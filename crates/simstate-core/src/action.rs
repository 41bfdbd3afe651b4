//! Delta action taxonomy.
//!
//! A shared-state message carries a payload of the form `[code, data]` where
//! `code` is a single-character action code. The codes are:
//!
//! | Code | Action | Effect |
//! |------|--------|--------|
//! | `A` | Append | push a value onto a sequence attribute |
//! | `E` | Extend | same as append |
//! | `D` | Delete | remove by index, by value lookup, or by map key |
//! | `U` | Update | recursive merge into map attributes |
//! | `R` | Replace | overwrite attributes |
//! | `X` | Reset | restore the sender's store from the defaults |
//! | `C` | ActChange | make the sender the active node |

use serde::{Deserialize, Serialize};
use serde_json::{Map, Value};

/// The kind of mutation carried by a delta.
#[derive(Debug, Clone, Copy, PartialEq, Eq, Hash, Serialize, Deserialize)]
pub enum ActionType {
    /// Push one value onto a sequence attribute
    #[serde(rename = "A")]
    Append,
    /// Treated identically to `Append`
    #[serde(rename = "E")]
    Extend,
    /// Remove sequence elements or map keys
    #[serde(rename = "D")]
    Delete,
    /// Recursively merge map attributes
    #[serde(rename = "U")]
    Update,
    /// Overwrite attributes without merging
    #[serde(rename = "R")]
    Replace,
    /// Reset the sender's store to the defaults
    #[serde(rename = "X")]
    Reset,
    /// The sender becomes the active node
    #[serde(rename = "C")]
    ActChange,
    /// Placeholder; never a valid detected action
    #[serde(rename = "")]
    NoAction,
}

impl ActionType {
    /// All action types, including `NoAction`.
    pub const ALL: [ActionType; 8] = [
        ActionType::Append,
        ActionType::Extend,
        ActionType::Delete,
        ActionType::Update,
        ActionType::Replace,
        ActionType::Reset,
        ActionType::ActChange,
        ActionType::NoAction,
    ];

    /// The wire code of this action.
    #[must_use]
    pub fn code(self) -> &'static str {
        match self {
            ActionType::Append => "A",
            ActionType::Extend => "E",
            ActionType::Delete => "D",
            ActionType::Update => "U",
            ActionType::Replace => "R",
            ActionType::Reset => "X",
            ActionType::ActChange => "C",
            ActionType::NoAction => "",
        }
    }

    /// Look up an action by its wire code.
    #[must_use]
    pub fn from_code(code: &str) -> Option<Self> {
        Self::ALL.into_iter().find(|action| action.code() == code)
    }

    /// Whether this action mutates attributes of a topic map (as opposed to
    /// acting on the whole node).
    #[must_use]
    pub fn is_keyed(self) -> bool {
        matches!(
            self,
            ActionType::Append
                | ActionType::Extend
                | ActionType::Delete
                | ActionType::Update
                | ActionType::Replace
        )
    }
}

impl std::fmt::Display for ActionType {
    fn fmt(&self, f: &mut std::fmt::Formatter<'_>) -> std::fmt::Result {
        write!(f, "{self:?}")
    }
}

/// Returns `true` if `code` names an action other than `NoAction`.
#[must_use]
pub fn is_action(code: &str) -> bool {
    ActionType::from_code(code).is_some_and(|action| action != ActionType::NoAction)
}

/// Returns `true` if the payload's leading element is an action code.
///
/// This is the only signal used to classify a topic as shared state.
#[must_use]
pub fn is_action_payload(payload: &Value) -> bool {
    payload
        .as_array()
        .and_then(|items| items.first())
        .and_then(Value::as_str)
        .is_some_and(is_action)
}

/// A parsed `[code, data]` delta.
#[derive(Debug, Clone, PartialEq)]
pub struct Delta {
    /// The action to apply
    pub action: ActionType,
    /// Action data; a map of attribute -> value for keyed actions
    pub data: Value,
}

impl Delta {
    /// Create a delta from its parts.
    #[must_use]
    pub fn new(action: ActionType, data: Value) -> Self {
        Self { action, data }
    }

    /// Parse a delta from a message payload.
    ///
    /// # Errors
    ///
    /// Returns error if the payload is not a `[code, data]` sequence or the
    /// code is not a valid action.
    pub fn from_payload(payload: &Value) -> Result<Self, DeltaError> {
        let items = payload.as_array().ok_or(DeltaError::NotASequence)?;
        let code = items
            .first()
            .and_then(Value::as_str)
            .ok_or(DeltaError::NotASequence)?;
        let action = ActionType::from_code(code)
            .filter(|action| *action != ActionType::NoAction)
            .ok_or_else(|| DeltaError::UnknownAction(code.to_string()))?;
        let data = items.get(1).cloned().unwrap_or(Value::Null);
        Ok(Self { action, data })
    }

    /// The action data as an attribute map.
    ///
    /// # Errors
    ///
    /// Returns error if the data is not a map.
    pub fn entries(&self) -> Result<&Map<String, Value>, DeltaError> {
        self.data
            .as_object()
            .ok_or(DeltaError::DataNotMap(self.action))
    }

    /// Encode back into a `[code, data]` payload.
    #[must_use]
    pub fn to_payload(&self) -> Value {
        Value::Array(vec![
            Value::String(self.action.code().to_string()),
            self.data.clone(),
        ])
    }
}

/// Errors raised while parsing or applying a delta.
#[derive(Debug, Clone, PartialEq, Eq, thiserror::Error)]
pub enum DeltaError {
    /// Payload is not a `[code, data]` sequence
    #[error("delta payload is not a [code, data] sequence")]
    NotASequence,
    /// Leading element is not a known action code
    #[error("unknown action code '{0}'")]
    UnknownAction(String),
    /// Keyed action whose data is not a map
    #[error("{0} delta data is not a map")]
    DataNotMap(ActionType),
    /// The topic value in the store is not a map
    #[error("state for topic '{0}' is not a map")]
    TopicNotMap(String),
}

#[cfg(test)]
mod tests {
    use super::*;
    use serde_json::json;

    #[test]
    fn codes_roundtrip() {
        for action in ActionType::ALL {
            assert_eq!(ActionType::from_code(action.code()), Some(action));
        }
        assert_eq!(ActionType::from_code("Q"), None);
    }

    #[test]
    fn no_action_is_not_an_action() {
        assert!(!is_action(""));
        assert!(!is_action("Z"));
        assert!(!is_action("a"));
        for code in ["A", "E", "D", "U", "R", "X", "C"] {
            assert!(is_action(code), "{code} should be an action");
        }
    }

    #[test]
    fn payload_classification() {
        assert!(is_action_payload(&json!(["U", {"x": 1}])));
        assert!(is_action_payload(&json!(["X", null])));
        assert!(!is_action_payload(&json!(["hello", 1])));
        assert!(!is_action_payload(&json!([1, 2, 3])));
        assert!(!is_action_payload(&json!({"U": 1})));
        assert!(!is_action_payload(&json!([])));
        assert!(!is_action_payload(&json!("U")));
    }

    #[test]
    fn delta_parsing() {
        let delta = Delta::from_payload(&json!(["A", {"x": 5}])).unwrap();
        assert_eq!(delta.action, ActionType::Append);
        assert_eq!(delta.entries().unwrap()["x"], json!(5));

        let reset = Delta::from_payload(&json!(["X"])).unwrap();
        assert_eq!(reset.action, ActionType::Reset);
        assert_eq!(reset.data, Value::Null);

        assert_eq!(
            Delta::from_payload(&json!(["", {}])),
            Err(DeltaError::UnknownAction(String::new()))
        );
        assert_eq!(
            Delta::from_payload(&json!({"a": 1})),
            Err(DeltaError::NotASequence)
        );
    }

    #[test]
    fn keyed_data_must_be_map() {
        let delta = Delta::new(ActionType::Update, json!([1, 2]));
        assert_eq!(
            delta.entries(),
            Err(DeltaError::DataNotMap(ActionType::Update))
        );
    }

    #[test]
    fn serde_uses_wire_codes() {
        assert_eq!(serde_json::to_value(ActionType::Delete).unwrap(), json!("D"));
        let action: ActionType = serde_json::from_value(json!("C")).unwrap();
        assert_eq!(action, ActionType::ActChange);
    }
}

==

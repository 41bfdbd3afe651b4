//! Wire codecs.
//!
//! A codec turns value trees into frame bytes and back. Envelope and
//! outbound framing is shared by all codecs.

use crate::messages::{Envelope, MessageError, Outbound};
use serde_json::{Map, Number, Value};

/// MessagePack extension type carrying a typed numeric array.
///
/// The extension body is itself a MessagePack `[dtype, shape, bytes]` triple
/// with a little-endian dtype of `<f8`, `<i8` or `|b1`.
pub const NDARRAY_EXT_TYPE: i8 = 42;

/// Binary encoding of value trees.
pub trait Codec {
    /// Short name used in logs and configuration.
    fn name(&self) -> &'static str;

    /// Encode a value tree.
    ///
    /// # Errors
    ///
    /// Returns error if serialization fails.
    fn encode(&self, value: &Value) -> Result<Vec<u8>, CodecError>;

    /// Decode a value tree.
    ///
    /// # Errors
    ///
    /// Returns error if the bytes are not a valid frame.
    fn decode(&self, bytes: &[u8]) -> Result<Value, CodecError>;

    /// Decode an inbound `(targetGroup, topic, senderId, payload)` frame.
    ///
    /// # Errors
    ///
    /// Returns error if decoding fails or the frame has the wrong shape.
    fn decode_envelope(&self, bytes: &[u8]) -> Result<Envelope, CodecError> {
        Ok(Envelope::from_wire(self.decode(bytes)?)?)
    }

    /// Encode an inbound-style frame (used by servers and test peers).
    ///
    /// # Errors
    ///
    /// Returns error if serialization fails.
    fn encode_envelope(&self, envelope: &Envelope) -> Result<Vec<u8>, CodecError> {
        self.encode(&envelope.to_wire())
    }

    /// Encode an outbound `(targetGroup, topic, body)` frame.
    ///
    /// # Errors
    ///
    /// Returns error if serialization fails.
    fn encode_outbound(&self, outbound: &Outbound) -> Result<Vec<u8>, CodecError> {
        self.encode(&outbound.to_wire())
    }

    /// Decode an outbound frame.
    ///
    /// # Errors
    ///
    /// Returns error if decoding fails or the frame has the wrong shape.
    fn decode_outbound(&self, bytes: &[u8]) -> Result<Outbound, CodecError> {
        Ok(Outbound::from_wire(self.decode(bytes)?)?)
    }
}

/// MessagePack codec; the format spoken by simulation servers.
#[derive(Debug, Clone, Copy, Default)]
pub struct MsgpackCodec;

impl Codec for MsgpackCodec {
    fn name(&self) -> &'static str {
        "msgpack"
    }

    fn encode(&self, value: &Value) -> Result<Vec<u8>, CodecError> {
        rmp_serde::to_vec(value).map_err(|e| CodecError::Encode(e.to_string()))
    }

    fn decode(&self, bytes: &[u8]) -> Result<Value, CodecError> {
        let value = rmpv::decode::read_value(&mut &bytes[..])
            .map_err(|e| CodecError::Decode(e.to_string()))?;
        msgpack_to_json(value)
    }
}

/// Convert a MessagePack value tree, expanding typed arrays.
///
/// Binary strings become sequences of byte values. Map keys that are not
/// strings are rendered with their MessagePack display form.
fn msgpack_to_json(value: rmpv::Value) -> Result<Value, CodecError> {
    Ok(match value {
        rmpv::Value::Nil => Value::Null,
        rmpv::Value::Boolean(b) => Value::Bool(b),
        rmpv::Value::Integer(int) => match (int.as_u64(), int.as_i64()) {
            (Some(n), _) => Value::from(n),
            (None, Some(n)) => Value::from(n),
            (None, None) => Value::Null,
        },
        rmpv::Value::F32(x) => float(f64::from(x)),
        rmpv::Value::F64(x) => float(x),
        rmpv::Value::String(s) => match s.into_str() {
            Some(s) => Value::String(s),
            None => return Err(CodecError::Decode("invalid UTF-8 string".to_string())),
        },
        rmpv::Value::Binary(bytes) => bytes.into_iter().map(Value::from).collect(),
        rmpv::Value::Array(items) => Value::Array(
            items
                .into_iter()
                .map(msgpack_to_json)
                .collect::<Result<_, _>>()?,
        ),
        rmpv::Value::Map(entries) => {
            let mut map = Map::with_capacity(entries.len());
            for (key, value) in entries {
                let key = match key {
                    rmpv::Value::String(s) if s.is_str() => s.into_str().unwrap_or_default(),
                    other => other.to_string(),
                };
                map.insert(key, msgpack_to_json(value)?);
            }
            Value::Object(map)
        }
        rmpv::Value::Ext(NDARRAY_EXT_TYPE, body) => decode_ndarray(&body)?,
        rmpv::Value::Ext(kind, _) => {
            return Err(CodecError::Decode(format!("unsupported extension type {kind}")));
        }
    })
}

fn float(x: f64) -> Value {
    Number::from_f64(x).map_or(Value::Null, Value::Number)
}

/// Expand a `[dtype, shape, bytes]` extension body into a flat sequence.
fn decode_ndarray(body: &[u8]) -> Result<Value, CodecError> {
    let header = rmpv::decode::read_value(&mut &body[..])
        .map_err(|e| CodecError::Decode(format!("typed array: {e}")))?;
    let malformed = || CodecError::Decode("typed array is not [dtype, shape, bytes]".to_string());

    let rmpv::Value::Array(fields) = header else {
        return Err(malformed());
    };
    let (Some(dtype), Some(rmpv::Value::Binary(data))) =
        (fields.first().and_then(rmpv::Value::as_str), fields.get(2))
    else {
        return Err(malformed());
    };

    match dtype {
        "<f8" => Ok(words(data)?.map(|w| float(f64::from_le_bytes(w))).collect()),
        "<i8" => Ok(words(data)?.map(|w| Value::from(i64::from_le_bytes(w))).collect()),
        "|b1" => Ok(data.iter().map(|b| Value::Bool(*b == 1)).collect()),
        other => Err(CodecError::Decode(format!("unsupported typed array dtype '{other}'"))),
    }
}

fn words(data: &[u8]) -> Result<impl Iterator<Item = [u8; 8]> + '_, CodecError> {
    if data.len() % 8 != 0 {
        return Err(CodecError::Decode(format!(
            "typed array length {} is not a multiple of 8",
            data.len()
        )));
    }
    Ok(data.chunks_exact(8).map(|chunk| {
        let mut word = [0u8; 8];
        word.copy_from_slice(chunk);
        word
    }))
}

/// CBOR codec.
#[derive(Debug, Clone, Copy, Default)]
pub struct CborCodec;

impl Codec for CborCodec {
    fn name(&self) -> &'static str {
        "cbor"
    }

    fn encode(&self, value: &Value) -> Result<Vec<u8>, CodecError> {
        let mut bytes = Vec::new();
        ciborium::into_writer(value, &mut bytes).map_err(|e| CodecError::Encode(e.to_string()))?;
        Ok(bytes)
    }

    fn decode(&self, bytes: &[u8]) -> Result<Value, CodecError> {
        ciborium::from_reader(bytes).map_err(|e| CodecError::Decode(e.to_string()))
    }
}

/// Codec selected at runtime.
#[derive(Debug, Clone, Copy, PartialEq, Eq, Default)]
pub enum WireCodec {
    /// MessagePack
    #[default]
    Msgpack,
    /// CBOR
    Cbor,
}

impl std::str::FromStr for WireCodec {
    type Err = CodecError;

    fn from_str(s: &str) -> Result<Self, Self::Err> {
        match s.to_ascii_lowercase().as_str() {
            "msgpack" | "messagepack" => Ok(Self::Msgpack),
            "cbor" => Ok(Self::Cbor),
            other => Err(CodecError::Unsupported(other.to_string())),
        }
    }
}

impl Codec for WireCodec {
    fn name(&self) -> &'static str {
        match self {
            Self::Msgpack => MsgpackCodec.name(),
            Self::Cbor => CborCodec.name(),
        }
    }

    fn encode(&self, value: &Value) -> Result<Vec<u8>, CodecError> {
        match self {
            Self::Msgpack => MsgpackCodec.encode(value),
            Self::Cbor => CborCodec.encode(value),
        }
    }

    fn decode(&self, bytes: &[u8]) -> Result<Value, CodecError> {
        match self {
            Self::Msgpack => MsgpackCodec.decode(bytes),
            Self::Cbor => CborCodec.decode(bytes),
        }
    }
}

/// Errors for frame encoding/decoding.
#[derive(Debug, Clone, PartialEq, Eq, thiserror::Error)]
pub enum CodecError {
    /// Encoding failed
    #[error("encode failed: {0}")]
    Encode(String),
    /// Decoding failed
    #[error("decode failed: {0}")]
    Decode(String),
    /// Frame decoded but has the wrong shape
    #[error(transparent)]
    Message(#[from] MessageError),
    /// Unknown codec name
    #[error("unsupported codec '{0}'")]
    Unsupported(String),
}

# [EXERCISE INSTRUCTIONS]
Return each line of the entries that holds the string "first".

# [SOLUTION TO THE PROBLEM]
        .and_then(|items| items.first())
            .first()
        (fields.first().and_then(rmpv::Value::as_str), fields.get(2))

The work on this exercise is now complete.